● **Data shown**:
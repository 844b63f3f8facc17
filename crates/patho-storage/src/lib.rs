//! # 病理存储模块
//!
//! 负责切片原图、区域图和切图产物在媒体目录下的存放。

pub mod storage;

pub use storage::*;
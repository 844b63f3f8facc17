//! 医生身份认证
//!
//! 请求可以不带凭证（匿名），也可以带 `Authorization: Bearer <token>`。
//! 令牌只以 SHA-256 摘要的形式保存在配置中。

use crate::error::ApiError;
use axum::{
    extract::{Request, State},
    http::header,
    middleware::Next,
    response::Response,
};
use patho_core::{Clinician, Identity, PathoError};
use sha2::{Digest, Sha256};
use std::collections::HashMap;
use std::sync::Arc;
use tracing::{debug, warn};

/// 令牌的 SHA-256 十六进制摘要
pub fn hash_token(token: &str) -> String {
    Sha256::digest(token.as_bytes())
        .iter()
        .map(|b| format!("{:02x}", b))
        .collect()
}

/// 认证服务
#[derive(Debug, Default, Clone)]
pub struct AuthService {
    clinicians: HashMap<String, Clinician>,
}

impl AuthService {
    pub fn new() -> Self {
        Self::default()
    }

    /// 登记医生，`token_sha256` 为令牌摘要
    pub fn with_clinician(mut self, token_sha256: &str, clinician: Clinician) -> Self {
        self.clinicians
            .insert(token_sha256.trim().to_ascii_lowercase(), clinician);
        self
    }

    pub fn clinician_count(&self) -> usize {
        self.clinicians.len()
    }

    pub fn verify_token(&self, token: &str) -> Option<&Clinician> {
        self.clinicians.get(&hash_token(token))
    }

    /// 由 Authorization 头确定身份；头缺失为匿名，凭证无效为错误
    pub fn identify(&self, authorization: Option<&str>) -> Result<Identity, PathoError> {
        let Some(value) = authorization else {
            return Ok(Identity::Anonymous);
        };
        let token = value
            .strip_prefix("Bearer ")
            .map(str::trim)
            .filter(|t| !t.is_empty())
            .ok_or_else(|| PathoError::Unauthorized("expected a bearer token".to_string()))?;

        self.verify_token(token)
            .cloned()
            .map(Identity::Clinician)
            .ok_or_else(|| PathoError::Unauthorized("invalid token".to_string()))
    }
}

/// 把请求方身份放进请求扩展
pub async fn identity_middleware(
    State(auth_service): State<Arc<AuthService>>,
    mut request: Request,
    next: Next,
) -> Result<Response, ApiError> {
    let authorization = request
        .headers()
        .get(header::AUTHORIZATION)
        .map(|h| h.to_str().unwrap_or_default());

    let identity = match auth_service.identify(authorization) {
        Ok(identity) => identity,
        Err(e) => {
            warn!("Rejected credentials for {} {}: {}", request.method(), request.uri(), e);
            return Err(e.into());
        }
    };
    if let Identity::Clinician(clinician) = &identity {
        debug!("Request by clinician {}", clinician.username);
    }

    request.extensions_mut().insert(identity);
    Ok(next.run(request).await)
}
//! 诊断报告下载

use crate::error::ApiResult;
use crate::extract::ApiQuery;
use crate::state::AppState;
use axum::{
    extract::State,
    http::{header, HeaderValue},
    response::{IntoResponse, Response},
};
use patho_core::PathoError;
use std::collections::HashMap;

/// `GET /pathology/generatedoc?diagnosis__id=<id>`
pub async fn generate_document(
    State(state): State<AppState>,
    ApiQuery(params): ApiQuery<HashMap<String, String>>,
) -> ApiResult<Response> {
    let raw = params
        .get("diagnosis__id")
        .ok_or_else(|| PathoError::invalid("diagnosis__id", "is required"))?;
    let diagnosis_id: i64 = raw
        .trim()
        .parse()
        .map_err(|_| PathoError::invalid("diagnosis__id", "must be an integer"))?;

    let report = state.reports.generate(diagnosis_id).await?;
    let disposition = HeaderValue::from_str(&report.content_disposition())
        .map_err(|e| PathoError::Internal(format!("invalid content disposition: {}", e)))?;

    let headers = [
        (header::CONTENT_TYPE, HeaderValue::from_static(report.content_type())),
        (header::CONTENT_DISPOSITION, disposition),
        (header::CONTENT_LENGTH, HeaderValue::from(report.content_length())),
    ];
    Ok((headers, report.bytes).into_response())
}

● **Exercise directions**:
Transcribe the full listing exactly, keeping every word as it is.

● **Your response**:
repository 844b63f3f8facc17
filename crates/patho-storage/src/lib.rs
//! # 病理存储模块
//!
//! 负责切片原图、区域图和切图产物在媒体目录下的存放。

pub mod storage;

pub use storage::*;
repository 844b63f3f8facc17
//! 医生身份认证
//!
//! 请求可以不带凭证（匿名），也可以带 `Authorization: Bearer <token>`。
//! 令牌只以 SHA-256 摘要的形式保存在配置中。

use crate::error::ApiError;
use axum::{
    extract::{Request, State},
    http::header,
    middleware::Next,
    response::Response,
};
use patho_core::{Clinician, Identity, PathoError};
use sha2::{Digest, Sha256};
use std::collections::HashMap;
use std::sync::Arc;
use tracing::{debug, warn};

/// 令牌的 SHA-256 十六进制摘要
pub fn hash_token(token: &str) -> String {
    Sha256::digest(token.as_bytes())
        .iter()
        .map(|b| format!("{:02x}", b))
        .collect()
}

/// 认证服务
#[derive(Debug, Default, Clone)]
pub struct AuthService {
    clinicians: HashMap<String, Clinician>,
}

impl AuthService {
    pub fn new() -> Self {
        Self::default()
    }

    /// 登记医生，`token_sha256` 为令牌摘要
    pub fn with_clinician(mut self, token_sha256: &str, clinician: Clinician) -> Self {
        self.clinicians
            .insert(token_sha256.trim().to_ascii_lowercase(), clinician);
        self
    }

    pub fn clinician_count(&self) -> usize {
        self.clinicians.len()
    }

    pub fn verify_token(&self, token: &str) -> Option<&Clinician> {
        self.clinicians.get(&hash_token(token))
    }

    /// 由 Authorization 头确定身份；头缺失为匿名，凭证无效为错误
    pub fn identify(&self, authorization: Option<&str>) -> Result<Identity, PathoError> {
        let Some(value) = authorization else {
            return Ok(Identity::Anonymous);
        };
        let token = value
            .strip_prefix("Bearer ")
            .map(str::trim)
            .filter(|t| !t.is_empty())
            .ok_or_else(|| PathoError::Unauthorized("expected a bearer token".to_string()))?;

        self.verify_token(token)
            .cloned()
            .map(Identity::Clinician)
            .ok_or_else(|| PathoError::Unauthorized("invalid token".to_string()))
    }
}

/// 把请求方身份放进请求扩展
pub async fn identity_middleware(
    State(auth_service): State<Arc<AuthService>>,
    mut request: Request,
    next: Next,
) -> Result<Response, ApiError> {
    let authorization = request
        .headers()
        .get(header::AUTHORIZATION)
        .map(|h| h.to_str().unwrap_or_default());

    let identity = match auth_service.identify(authorization) {
        Ok(identity) => identity,
        Err(e) => {
            warn!("Rejected credentials for {} {}: {}", request.method(), request.uri(), e);
            return Err(e.into());
        }
    };
    if let Identity::Clinician(clinician) = &identity {
        debug!("Request by clinician {}", clinician.username);
    }

    request.extensions_mut().insert(identity);
    Ok(next.run(request).await)
}
//! 诊断报告下载

use crate::error::ApiResult;
use crate::extract::ApiQuery;
use crate::state::AppState;
use axum::{
    extract::State,
    http::{header, HeaderValue},
    response::{IntoResponse, Response},
};
use patho_core::PathoError;
use std::collections::HashMap;

/// `GET /pathology/generatedoc?diagnosis__id=<id>`
pub async fn generate_document(
    State(state): State<AppState>,
    ApiQuery(params): ApiQuery<HashMap<String, String>>,
) -> ApiResult<Response> {
    let raw = params
        .get("diagnosis__id")
        .ok_or_else(|| PathoError::invalid("diagnosis__id", "is required"))?;
    let diagnosis_id: i64 = raw
        .trim()
        .parse()
        .map_err(|_| PathoError::invalid("diagnosis__id", "must be an integer"))?;

    let report = state.reports.generate(diagnosis_id).await?;
    let disposition = HeaderValue::from_str(&report.content_disposition())
        .map_err(|e| PathoError::Internal(format!("invalid content disposition: {}", e)))?;

    let headers = [
        (header::CONTENT_TYPE, HeaderValue::from_static(report.content_type())),
        (header::CONTENT_DISPOSITION, disposition),
        (header::CONTENT_LENGTH, HeaderValue::from(report.content_length())),
    ];
    Ok((headers, report.bytes).into_response())
}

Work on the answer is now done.